Wednesday, April 27, 2005
Taking away the spam filter's Little Orphan Annie Secret Decoder Ring
A few months ago I wrote about some character encoding problems I was having, namely that it was a real mess under the web. But apparently, it's not a mess with email.
We have a dedicated computer that does nothing but filter spam (and the statistics from that are depressing); you can add additional fitering via regular expressions. Smirk has been receiving quite a bit of foreign spam, stuff in Russian, Korean, Chinese, which he can't even read since it's in Cyrillic, Wansung and Hangul. But (for instance) some (if not most) of the email had subject lines like:
Subject: =?Windows-1251?B?amFlQGxlZWhvbS5uZXQg?=
where the character set is encoded within the subject line.
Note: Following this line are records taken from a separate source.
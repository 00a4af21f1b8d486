use crate::{ForkError, ForkedChain};
use alloy::{primitives::Address, providers::Provider};
use nftmarket_constants::{
    mainnet::{BORED_APE_YACHT_CLUB_COLLECTION, DOODLES_COLLECTION, LIL_PUDGYS_COLLECTION},
    NftCollection,
};
use nftmarket_types::{TokenFixture, TokenInfo};
use tracing::{debug, instrument};

/// Query the current owner of every fixture token in `collection`.
///
/// Queries run one after another, in fixture order, as calls from `query`.
/// The result is freshly built on every invocation; nothing is cached.
#[instrument(skip(chain, collection), fields(collection = %collection.contract()))]
pub async fn hydrate_collection<P: Provider>(
    chain: &ForkedChain<P>,
    query: Address,
    collection: &NftCollection,
) -> Result<Vec<TokenFixture>, ForkError> {
    let caller = chain.impersonate(query).await?;

    let fixtures = TokenFixture::for_collection(collection);
    let mut hydrated = Vec::with_capacity(fixtures.len());
    for fixture in fixtures {
        let owner = caller.nft_owner(collection.address(), fixture.id).await?;
        debug!(token_id = %fixture.id, %owner, "hydrated fixture");
        hydrated.push(fixture.with_owner(owner));
    }
    Ok(hydrated)
}

/// Hydrate the Doodles, Bored Ape Yacht Club, and Lil Pudgys fixtures.
pub async fn get_token_info<P: Provider>(
    chain: &ForkedChain<P>,
    query: Address,
) -> Result<TokenInfo, ForkError> {
    Ok(TokenInfo {
        doodles_tokens: hydrate_collection(chain, query, &DOODLES_COLLECTION).await?,
        bored_ape_yacht_club_tokens: hydrate_collection(
            chain,
            query,
            &BORED_APE_YACHT_CLUB_COLLECTION,
        )
        .await?,
        lil_pudgys_tokens: hydrate_collection(chain, query, &LIL_PUDGYS_COLLECTION).await?,
    })
}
So Smirk
thought a regular expression like ^Subject: .*Windows-1251.*
would work and filter out the spam in Cyrillic (with appropriate regular
expressions for Wansung and Hangul).
Only it didn't work.
It caught subject lines that had “Windows-1251” as part of the legitimate subject line (I sent him a test message with the subject of “Did you get Windows-1251 yet?”) but not if it was part of an encoding. Which meant only one thing: the spam filtering system was applying the regular expressions to the decoded characters!
Well … that's certainly a surprise.
But it doesn't help the current problem. We're now waiting to hear back from the company if that “feature” can be turned off.